Earlier this summer, a new study on Vitamin D deficiencies in Americans concluded that we should stop wearing so much sunscreen. After all the proselytizing about the dangers of skin cancer that had rained down on our ears for all these years, many people freaked out. I read the news, yawned, and moved on with my day. OK, maybe I gloated a little bit before I moved on. I never wear sunscreen. I hate the way it feels on my skin, particularly my face. The lotions and sprays choke my pores and make my sweat greasy. I prefer to wear a ridiculous hat to protect my face and my neck when necessary. Usually I'm not out in a strong enough sun for long enough that the "when necessary" clause is applicable.

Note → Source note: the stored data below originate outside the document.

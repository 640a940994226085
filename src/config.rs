//! Runtime configuration.
//!
//! Everything has a working default; a TOML file only needs the keys it
//! changes:
//!
//! ```toml
//! [engine]
//! instrument = "organ"
//! palette_note_seconds = 0.5
//!
//! [layout]
//! padding = 32
//! ```

#[cfg(feature = "serde")]
use serde::{Deserialize, Serialize};

use crate::engine::scheduler::DEFAULT_GRACE_SECONDS;
use crate::error::ConfigError;
use crate::layout::LayoutConfig;
use crate::palette::Algorithm;
use crate::sequencing::sequence::PALETTE_NOTE_SECONDS;
use crate::synth::instrument::Instrument;

pub const DEFAULT_SAMPLE_RATE: f32 = 48_000.0;
pub const DEFAULT_EVENT_QUEUE_CAPACITY: usize = 256;
/// Default palette size for image scans.
pub const DEFAULT_PALETTE_SIZE: usize = 8;

#[cfg_attr(feature = "serde", derive(Serialize, Deserialize))]
#[cfg_attr(feature = "serde", serde(default))]
#[derive(Debug, Clone, PartialEq)]
pub struct EngineConfig {
    pub instrument: Instrument,
    /// Length of each note when a scanned palette is played.
    pub palette_note_seconds: f64,
    /// Extra time a chain outlives its reverb tail before it is dropped.
    pub grace_seconds: f64,
    /// Sample rate for the offline backend.
    pub sample_rate: f32,
    /// Slots in the playback event queue between timeline and UI.
    pub event_queue_capacity: usize,
    /// Gap between "now" and the first scheduled note, so the first chain is
    /// never placed inside a block that is already rendering.
    pub schedule_ahead_seconds: f64,
}

impl Default for EngineConfig {
    fn default() -> Self {
        Self {
            instrument: Instrument::default(),
            palette_note_seconds: PALETTE_NOTE_SECONDS,
            grace_seconds: DEFAULT_GRACE_SECONDS,
            sample_rate: DEFAULT_SAMPLE_RATE,
            event_queue_capacity: DEFAULT_EVENT_QUEUE_CAPACITY,
            schedule_ahead_seconds: 0.05,
        }
    }
}

impl EngineConfig {
    pub fn with_instrument(mut self, instrument: Instrument) -> Self {
        self.instrument = instrument;
        self
    }

    pub fn with_palette_note_seconds(mut self, seconds: f64) -> Self {
        self.palette_note_seconds = seconds;
        self
    }

    pub fn with_grace_seconds(mut self, seconds: f64) -> Self {
        self.grace_seconds = seconds;
        self
    }

    pub fn with_sample_rate(mut self, sample_rate: f32) -> Self {
        self.sample_rate = sample_rate;
        self
    }

    pub fn with_event_queue_capacity(mut self, capacity: usize) -> Self {
        self.event_queue_capacity = capacity;
        self
    }

    pub fn with_schedule_ahead(mut self, seconds: f64) -> Self {
        self.schedule_ahead_seconds = seconds;
        self
    }
}

#[cfg_attr(feature = "serde", derive(Serialize, Deserialize))]
#[cfg_attr(feature = "serde", serde(default))]
#[derive(Debug, Clone, PartialEq)]
pub struct ScanConfig {
    pub colors: usize,
    pub algorithm: Algorithm,
}

impl Default for ScanConfig {
    fn default() -> Self {
        Self {
            colors: DEFAULT_PALETTE_SIZE,
            algorithm: Algorithm::default(),
        }
    }
}

#[cfg_attr(feature = "serde", derive(Serialize, Deserialize))]
#[cfg_attr(feature = "serde", serde(default))]
#[derive(Debug, Clone, PartialEq, Default)]
pub struct Config {
    pub engine: EngineConfig,
    pub layout: LayoutConfig,
    pub scan: ScanConfig,
}

impl Config {
    #[cfg(feature = "serde")]
    pub fn from_toml_str(text: &str) -> Result<Self, ConfigError> {
        Ok(toml::from_str(text)?)
    }

    pub fn with_engine(mut self, engine: EngineConfig) -> Self {
        self.engine = engine;
        self
    }

    pub fn with_layout(mut self, layout: LayoutConfig) -> Self {
        self.layout = layout;
        self
    }

    pub fn with_scan(mut self, scan: ScanConfig) -> Self {
        self.scan = scan;
        self
    }

    /// Switch instrument by name. An unknown name leaves the current one.
    pub fn set_instrument(&mut self, name: &str) -> Result<(), ConfigError> {
        self.engine.instrument = name.parse()?;
        Ok(())
    }
}
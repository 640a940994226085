//! huetone - color melodies in the terminal
//!
//! Run with: cargo run -- play song.txt

mod app;
mod ui;

use std::fs;
use std::io::Read;
use std::path::{Path, PathBuf};

use clap::{Parser, Subcommand};
use color_eyre::eyre::{eyre, Result as EyreResult, WrapErr};
use tracing::{info, warn};
use tracing_subscriber::filter::LevelFilter;

use huetone::color::nearest::nearest_note_rgb;
use huetone::io::svg::{export_file_name, render_svg};
use huetone::layout::BarLayout;
use huetone::palette::{extract_palette, Algorithm};
use huetone::sequencing::{number_lines, parse, Composition};
use huetone::{Config, Instrument, Sequence};

use app::Player;

#[derive(Parser)]
#[command(name = "huetone", version, about = "Compose, see and hear color melodies")]
struct Cli {
    /// More log output (-v info, -vv debug, -vvv trace)
    #[arg(short, long, action = clap::ArgAction::Count, global = true)]
    verbose: u8,

    /// Only log errors
    #[arg(short, long, global = true)]
    quiet: bool,

    /// TOML config file
    #[arg(long, global = true)]
    config: Option<PathBuf>,

    #[command(subcommand)]
    command: Commands,
}

#[derive(Subcommand)]
enum Commands {
    /// Parse notation and print its tokens line by line
    Parse {
        /// Notation file, or - for stdin
        input: String,
    },

    /// Re-number every line with a {n}| tag
    Number {
        /// Notation file, or - for stdin
        input: String,
    },

    /// Export the compact bar rendering as SVG
    Svg {
        /// Notation file, or - for stdin
        input: String,

        /// Output path (default: <title>_<artist>.svg)
        #[arg(short, long)]
        output: Option<PathBuf>,

        #[arg(long, default_value = "")]
        title: String,

        #[arg(long, default_value = "")]
        artist: String,
    },

    /// Extract a palette from an image and map it to notes
    Scan {
        image: PathBuf,

        /// Number of colors
        #[arg(short = 'k', long)]
        colors: Option<usize>,

        /// dominant, kmeans or medianCut
        #[arg(short, long)]
        algorithm: Option<String>,

        /// Play the resulting notes
        #[arg(long)]
        play: bool,

        /// piano, guitar or organ
        #[arg(short, long)]
        instrument: Option<Instrument>,
    },

    /// Play notation with a live view
    Play {
        /// Notation file, or - for stdin
        input: String,

        /// piano, guitar or organ
        #[arg(short, long)]
        instrument: Option<Instrument>,
    },
}

fn main() -> EyreResult<()> {
    color_eyre::install()?;
    let cli = Cli::parse();
    init_logging(cli.verbose, cli.quiet);

    let mut config = match &cli.config {
        Some(path) => load_config(path)?,
        None => Config::default(),
    };

    match cli.command {
        Commands::Parse { input } => {
            let composition = parse(&read_input(&input)?);
            report_problems(&composition);
            for (i, line) in composition.lines.iter().enumerate() {
                let tokens: Vec<String> = line
                    .iter()
                    .map(|t| format!("{}({})", t.name, t.duration_seconds))
                    .collect();
                println!("{:>3}| {}", i + 1, tokens.join(" "));
            }
            println!("total: {:.2}s", composition.total_seconds());
        }

        Commands::Number { input } => {
            print!("{}", number_lines(&read_input(&input)?));
        }

        Commands::Svg {
            input,
            output,
            title,
            artist,
        } => {
            let composition = parse(&read_input(&input)?);
            report_problems(&composition);
            if composition.is_empty() {
                return Err(eyre!("nothing to export: no notes found"));
            }

            let layout = BarLayout::compact(&composition, &config.layout);
            let path = output
                .unwrap_or_else(|| PathBuf::from(format!("{}.svg", export_file_name(&title, &artist))));
            fs::write(&path, render_svg(&layout))
                .wrap_err_with(|| format!("failed to write {}", path.display()))?;
            info!(path = %path.display(), "svg exported");
            println!("{}", path.display());
        }

        Commands::Scan {
            image,
            colors,
            algorithm,
            play,
            instrument,
        } => {
            let k = colors.unwrap_or(config.scan.colors);
            let algorithm = algorithm
                .as_deref()
                .map_or(config.scan.algorithm, Algorithm::from_selector);

            let rgba = image::open(&image)
                .wrap_err_with(|| format!("failed to decode {}", image.display()))?
                .to_rgba8();
            let palette = extract_palette(rgba.as_raw(), k, algorithm, &mut rand::thread_rng())
                .wrap_err("palette extraction failed")?;

            for color in palette.iter() {
                println!("{color}  {}", nearest_note_rgb(*color));
            }

            let sequence = Sequence::from_palette(&palette.colors, config.engine.palette_note_seconds);
            let notation = sequence.to_notation();
            println!("{notation}");

            if play {
                if let Some(instrument) = instrument {
                    config.engine.instrument = instrument;
                }
                Player::new(parse(&notation), config)?.run()?;
            }
        }

        Commands::Play { input, instrument } => {
            if let Some(instrument) = instrument {
                config.engine.instrument = instrument;
            }
            let composition = parse(&read_input(&input)?);
            report_problems(&composition);
            if composition.is_empty() {
                return Err(eyre!("nothing to play: no notes found"));
            }
            Player::new(composition, config)?.run()?;
        }
    }

    Ok(())
}

fn init_logging(verbose: u8, quiet: bool) {
    let level = match (quiet, verbose) {
        (true, _) => LevelFilter::ERROR,
        (false, 0) => LevelFilter::WARN,
        (false, 1) => LevelFilter::INFO,
        (false, 2) => LevelFilter::DEBUG,
        (false, _) => LevelFilter::TRACE,
    };
    tracing_subscriber::fmt()
        .with_max_level(level)
        .with_writer(std::io::stderr)
        .init();
}

fn load_config(path: &Path) -> EyreResult<Config> {
    let text =
        fs::read_to_string(path).wrap_err_with(|| format!("failed to read {}", path.display()))?;
    Config::from_toml_str(&text).wrap_err_with(|| format!("invalid config {}", path.display()))
}

fn read_input(input: &str) -> EyreResult<String> {
    if input == "-" {
        let mut buffer = String::new();
        std::io::stdin()
            .read_to_string(&mut buffer)
            .wrap_err("failed to read stdin")?;
        return Ok(buffer);
    }
    fs::read_to_string(input).wrap_err_with(|| format!("failed to read {input}"))
}

fn report_problems(composition: &Composition) {
    for name in &composition.unmapped {
        warn!(note = %name, "note has no color mapping");
    }
    for err in &composition.rejected {
        warn!("line skipped: {err}");
    }
}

Many moons ago, as I discussed my family's medical history with a doctor, she recommended that I take calcium pills in addition to eating calcium-rich foods. Since calcium is not absorbed without vitamin D, she told me to be sure to get some sunlight. "Just 15 minutes a day is more than enough," she told me. I don't always make that minimal amount, especially in winter, but as I walk about the city in my daily activities, it pleases me that my walks have a double bottom line.
Friends pleaded with me or scolded me about my lack of SPF. As a super whitey, I should worry about wrinkles and skin cancer. I agree that if I'm sitting out in the park for hours on end in the sun that I should slather myself up. Some bad burns have reminded me that, yeah, it is necessary to use sunscreen at times. But if I'm just running here and there, in and out of shelters and shade, it seems like overkill.
If I'm wrong, I'll get skin cancer at worst (which is very bad) or at best be a shriveled, wrinkled prune by the time I'm 40 (at least I might fool people into thinking I'm wise or giving me senior citizen discounts). My bones will be strong, though, because I love my vitamin D and hate sunscreen.